Puede que no haya ya buenas razones para mantener tales segregaciones o diferenciaciones, pero mientras existan, permitir que los individuos cuenten como miembros de ese colectivo al que se dirigen ciertas políticas públicas que persiguen la mayor igualación, o un trato más favorable por razones de especial vulnerabilidad, sólo porque así se identifican, no sólo “oscurece o borra a las mujeres”, sino que genera una odiosa discriminación con quienes no se reclaman trans.

El programa de consolidación de unidades de investigación competitivas del Servicio Universitario Gallego, dependiente de la Consejería de Cultura, Educación y Ordenación Universitaria de la Junta de Galicia, concede 1 punto por “liderazgo femenino”. Entre los criterios de promoción a Cátedra de la Universidad Autónoma de Madrid aprobados por acuerdo del Consejo de Gobierno de 16 de julio de 2020 (BOUAM nº7 de 4 de septiembre de 2020) se establece que “se asignarán hasta un máximo de 10 puntos a aquellas candidatas en cuya área y departamento la proporción de catedráticas frente a catedráticos sea inferior al 40%…”. ¿Por qué razón una mujer trans que habría podido llegar a registrarse como tal si prospera la ley que se propone aprobar el Ministerio de Igualdad tendrá 10 puntos frente a un hombre cis como el que esto escribe?

 

Termino por donde empecé

 

Hay una manera muy frecuente, pero muy espuria, de introducir estos importantes temas en el debate público; un expediente tramposo y esterilizante – por apodíctico: la apelación a que están en juego derechos básicos. En este, como en tantos otros casos, esto no es verdad. No, no están en juego los derechos básicos de los individuos que se reclaman de un género distinto al consignado al nacer. No pueden estar en juego y la Constitución y la legislación que desarrolla los derechos fundamentales los  amparan como a cualquier otro individuo.

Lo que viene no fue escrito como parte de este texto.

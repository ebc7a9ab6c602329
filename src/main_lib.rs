use std::path::PathBuf;
use std::sync::Arc;

use tracing_subscriber::prelude::*;
use tracing_subscriber::{fmt, EnvFilter};

use crate::{
    activity_log::{attach_logger, ActivityLog},
    auth::{seed_demo_users, AuthManager},
    config::Config,
    events::EventBus,
    models::{Announcement, Grade, Student, User},
    store::JsonStore,
};

pub struct AppState {
    pub students: JsonStore<Student>,
    pub grades: JsonStore<Grade>,
    pub announcements: JsonStore<Announcement>,
    pub users: JsonStore<User>,
    pub uploads_dir: PathBuf,
    pub activity_log: Arc<ActivityLog>,
    pub event_bus: EventBus,
    pub auth: Option<Arc<AuthManager>>,
}

pub fn init_tracing() {
    let fmt_layer = fmt::layer().json().with_current_span(false);
    let filter = EnvFilter::try_from_default_env().unwrap_or_else(|_| EnvFilter::new("info"));
    tracing_subscriber::registry()
        .with(filter)
        .with(fmt_layer)
        .init();
}

pub async fn build_state(config: &Config) -> anyhow::Result<Arc<AppState>> {
    std::fs::create_dir_all(&config.data_dir)?;
    tracing::info!("Data directory in use: {}", config.data_dir.display());

    let students = JsonStore::open(config.data_dir.join("students.json"))?;
    let grades = JsonStore::open(config.data_dir.join("grades.json"))?;
    let announcements = JsonStore::open(config.data_dir.join("announcements.json"))?;
    let users = JsonStore::open(config.data_dir.join("users.json"))?;
    seed_demo_users(&users)?;

    let uploads_dir = config.data_dir.join("uploads");
    std::fs::create_dir_all(&uploads_dir)?;

    let activity_log = Arc::new(ActivityLog::open(config.data_dir.join("activity.log"))?);

    let event_bus = EventBus::new();
    // The audit logger subscribes once here and is never removed.
    attach_logger(&event_bus, activity_log.clone());

    let auth = config
        .auth
        .as_ref()
        .map(AuthManager::new)
        .transpose()?
        .map(Arc::new);

    Ok(Arc::new(AppState {
        students,
        grades,
        announcements,
        users,
        uploads_dir,
        activity_log,
        event_bus,
        auth,
    }))
}
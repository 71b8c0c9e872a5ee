//! Aggregate playlist statistics and playback speed projections.

use serde::{Deserialize, Serialize};

use super::ElapsedTime;
use crate::{Error, Result};

/// Playback speeds shown in the report when none are configured.
pub const DEFAULT_SPEEDS: [f64; 4] = [1.25, 1.5, 1.75, 2.0];

/// A positive, finite playback speed multiplier.
#[derive(Debug, Clone, Copy, Serialize, Deserialize, PartialEq, PartialOrd)]
#[serde(try_from = "f64", into = "f64")]
pub struct PlaybackSpeed(f64);

impl PlaybackSpeed {
    pub fn new(speed: f64) -> Result<Self> {
        if speed.is_finite() && speed > 0.0 {
            Ok(Self(speed))
        } else {
            Err(Error::InvalidSpeed(speed))
        }
    }

    pub const fn as_f64(&self) -> f64 {
        self.0
    }

    /// The default set of report speeds.
    pub fn defaults() -> Vec<Self> {
        DEFAULT_SPEEDS.iter().map(|&s| Self(s)).collect()
    }
}

impl TryFrom<f64> for PlaybackSpeed {
    type Error = Error;

    fn try_from(speed: f64) -> Result<Self> {
        Self::new(speed)
    }
}

impl From<PlaybackSpeed> for f64 {
    fn from(speed: PlaybackSpeed) -> Self {
        speed.0
    }
}

impl std::fmt::Display for PlaybackSpeed {
    fn fmt(&self, f: &mut std::fmt::Formatter<'_>) -> std::fmt::Result {
        write!(f, "{:.2}x", self.0)
    }
}

/// Total elapsed time when played back at a given speed.
#[derive(Debug, Clone, Copy, Serialize, Deserialize, PartialEq)]
pub struct Projection {
    pub speed: PlaybackSpeed,
    pub duration: ElapsedTime,
}

/// Item count and total duration of a playlist.
#[derive(Debug, Clone, Copy, Default, Serialize, Deserialize, PartialEq, Eq)]
pub struct PlaylistStats {
    /// Number of items enumerated across all pages.
    pub count: u64,
    /// Sum of every item's duration.
    pub total: ElapsedTime,
}

impl PlaylistStats {
    pub const fn new(count: u64, total: ElapsedTime) -> Self {
        Self { count, total }
    }

    /// Mean item length, truncated to whole seconds.
    pub fn average(&self) -> Result<ElapsedTime> {
        self.total
            .checked_div(self.count)
            .ok_or(Error::DivisionByZero)
    }

    /// Total duration at each of the given speeds, in the order given.
    pub fn project(&self, speeds: &[PlaybackSpeed]) -> Vec<Projection> {
        speeds
            .iter()
            .map(|&speed| Projection {
                speed,
                duration: self.total.at_speed(speed),
            })
            .collect()
    }
}

#[cfg(test)]
#[allow(clippy::unwrap_used)]
mod tests {
    use super::*;

    #[test]
    fn test_average() {
        let stats = PlaylistStats::new(53, ElapsedTime::from_seconds(10_900));
        assert_eq!(stats.average().unwrap().as_seconds(), 205);
    }

    #[test]
    fn test_average_empty_playlist() {
        let stats = PlaylistStats::default();
        assert!(matches!(stats.average(), Err(Error::DivisionByZero)));
    }

    #[test]
    fn test_project() {
        let stats = PlaylistStats::new(2, ElapsedTime::from_seconds(7200));
        let speeds = [PlaybackSpeed::new(2.0).unwrap(), PlaybackSpeed::new(1.25).unwrap()];
        let projections = stats.project(&speeds);

        assert_eq!(projections.len(), 2);
        assert_eq!(projections[0].duration.as_seconds(), 3600);
        assert_eq!(projections[1].duration.as_seconds(), 5760);
    }

    #[test]
    fn test_speed_validation() {
        assert!(PlaybackSpeed::new(0.0).is_err());
        assert!(PlaybackSpeed::new(-1.5).is_err());
        assert!(PlaybackSpeed::new(f64::NAN).is_err());
        assert!(PlaybackSpeed::new(f64::INFINITY).is_err());
        assert_eq!(PlaybackSpeed::new(1.75).unwrap().to_string(), "1.75x");
        assert_eq!(PlaybackSpeed::defaults().len(), DEFAULT_SPEEDS.len());
    }
}
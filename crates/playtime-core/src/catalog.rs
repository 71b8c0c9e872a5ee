//! The seam between playlist aggregation and a remote catalog.

use std::future::Future;

use crate::{ElapsedTime, Page, PlaylistId, Result, VideoId};

/// Read-only access to playlist membership and video durations.
pub trait Catalog: Send + Sync {
    /// Fetch one page of playlist items. `page_token` is `None` for the first
    /// page and otherwise the previous page's token, verbatim.
    fn fetch_page(
        &self,
        playlist: &PlaylistId,
        page_token: Option<&str>,
    ) -> impl Future<Output = Result<Page>> + Send;

    /// Look up the duration of a single video.
    fn resolve_duration(&self, video: &VideoId) -> impl Future<Output = Result<ElapsedTime>> + Send;

    /// Enumerate every item of a playlist, following continuation tokens
    /// until the catalog reports the last page.
    fn list_items(&self, playlist: &PlaylistId) -> impl Future<Output = Result<Vec<VideoId>>> + Send {
        async move {
            let mut items = Vec::new();
            let mut cursor = PageCursor::Start;
            while let Some(page) = cursor.next_page(self, playlist).await? {
                items.extend(page.items);
            }
            Ok(items)
        }
    }
}

impl<T: Catalog + ?Sized> Catalog for &T {
    fn fetch_page(
        &self,
        playlist: &PlaylistId,
        page_token: Option<&str>,
    ) -> impl Future<Output = Result<Page>> + Send {
        (**self).fetch_page(playlist, page_token)
    }

    fn resolve_duration(&self, video: &VideoId) -> impl Future<Output = Result<ElapsedTime>> + Send {
        (**self).resolve_duration(video)
    }
}

/// Pagination state. A cursor moves from `Start` through any number of
/// `Next` states and ends in `Done` once a page carries no token.
#[derive(Debug, Clone, PartialEq, Eq, Default)]
pub enum PageCursor {
    #[default]
    Start,
    Next(String),
    Done,
}

impl PageCursor {
    /// Token for the next fetch. `None` both before the first page and
    /// after the last one.
    pub fn token(&self) -> Option<&str> {
        match self {
            Self::Next(token) => Some(token),
            Self::Start | Self::Done => None,
        }
    }

    pub const fn is_done(&self) -> bool {
        matches!(self, Self::Done)
    }

    /// Move past `page`.
    pub fn advance(&mut self, page: &Page) {
        *self = match page.next_token() {
            Some(token) => Self::Next(token.to_string()),
            None => Self::Done,
        };
    }

    /// Fetch the page this cursor points at and move past it. Returns
    /// `None` once the last page has been consumed.
    pub async fn next_page<C>(&mut self, catalog: &C, playlist: &PlaylistId) -> Result<Option<Page>>
    where
        C: Catalog + ?Sized,
    {
        if self.is_done() {
            return Ok(None);
        }
        let page = catalog.fetch_page(playlist, self.token()).await?;
        self.advance(&page);
        Ok(Some(page))
    }
}
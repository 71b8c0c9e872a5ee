//! # playtime-youtube
//!
//! `YouTube` Data API v3 catalog client for playtime.
//!
//! Lists playlist membership through the `playlistItems` endpoint and
//! resolves video lengths through the `videos` endpoint. The client
//! implements [`playtime_core::Catalog`], so it plugs straight into
//! [`playtime_core::Aggregator`].

pub mod client;
pub mod config;
pub mod endpoints;
pub mod types;

pub use client::YouTubeClient;
pub use config::ClientConfig;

Otra cosa es que de saque, como premisa indiscutida e indiscutible, se afirme que uno de esos derechos básicos o humanos es justamente la auto-identificación de género y todo lo que ello arrastra consigo (amén de la cobertura sanitaria del tratamiento hormonal y quirúrgico a pesar de que, contradictoriamente, se pretende “despatologizar” la condición de trans, o que los menores puedan actuar de una manera prácticamente libérrima en el acceso tanto al Registro cuanto a los servicios sanitarios para recibir dichos tratamientos). Pero eso es precisamente lo que tenemos que discutir a la luz de todos los demás derechos y legítimas demandas que entran en conflicto y que deben igualmente ser consideradas sin que pueda pender sobre la cabeza de ningún deliberante el oprobioso delito de odio o transfobia.